Bandwidth As organizations look for alternatives to tape for backups, one that’s attracting their attention is source deduplication.

Unlike targeted dedupe, where conventional backups are sent to a central location to be deduped, source dedupe is done dynamically. Software is installed on client machines. The clients communicate their data activity to a backup server running deduplication software. As data arrives at the server, it’s deduped.

Source dedupe offers the same storage benefits as target dedupe, but it consumes less bandwidth, as large backup files don’t have to travel on the network to get to the dedupe location. On the other hand, with targeted dedupe, legacy backup software can be used in the process, while source dedupe requires new software purchases.

Source dedupe also has the advantage of working close to the source of data creation.
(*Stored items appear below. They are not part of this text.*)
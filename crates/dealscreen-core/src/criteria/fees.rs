//! Fee Terms criterion.
//!
//! **Question**: Are there management fees that would hit the P&L?
//!
//! Silence counts against this criterion: fee terms left unmentioned are
//! treated as a red flag, not as neutral.
//!
//! | Verdict | Condition |
//! |---------|-----------|
//! | **MET** | Explicit no-management-fee phrasing |
//! | **NOT MET** | Management fees mentioned without that phrasing |
//! | **NOT MET** | Fee information entirely absent |

use crate::criteria::{Check, ScreeningContext};
use crate::keywords::any_present;
use crate::types::{Criterion, Verdict};

/// The Fee Terms check.
pub struct FeeTermsCheck;

impl FeeTermsCheck {
    pub fn new() -> Self {
        Self
    }

    fn no_management_fees(&self, text: &str) -> bool {
        any_present(text, &["no management fee", "no direct management fee"])
    }

    fn management_fees_mentioned(&self, text: &str) -> bool {
        any_present(text, &["management fee"])
    }
}

impl Default for FeeTermsCheck {
    fn default() -> Self {
        Self::new()
    }
}

impl Check for FeeTermsCheck {
    fn criterion(&self) -> Criterion {
        Criterion::FeeTerms
    }

    fn question(&self) -> &'static str {
        "Are the terms free of management fees that would hit the P&L?"
    }

    fn evaluate(&self, cx: &ScreeningContext) -> Verdict {
        let text = cx.analysis;

        if self.no_management_fees(text) {
            Verdict::met("No direct management fees that would impact the P&L")
        } else if self.management_fees_mentioned(text) {
            Verdict::not_met("Management fees present that would hit the P&L")
        } else {
            Verdict::not_met("Fee information not mentioned - missing information counts against")
        }
    }
}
Although still rare, it can be implemented on iron as small as notebook computers. “The closer you are to the source of the data, the more efficient you’re going to be in moving data around,” Lauren Whitehouse, senior analyst at Milford, Mass.-based Enterprise Strategy Group told Data Backup News.

“Deduplicating information closer to the source will decrease network traffic and reduce the storage footprint, helping to make backups more successful,” maintained Symantec, which is known for its malware-fighting products but is also in the network backup space.

“Client deduplication removes redundant data at the source, which leads to lower CPU, I/O, and memory utilization compared to a traditional backup, thereby freeing up more client resources for production services in both physical and virtual environments,” it added.

Organizations operating at diverse locations have been especially attracted to source dedupe because of lower bandwidth requirements.

“Deduplication has the power to transform information management: it is great for backup; it is great for archiving; and it even makes server virtualization manageable,” Symantec asserted. “Deduplication should live in every part of the information architecture.”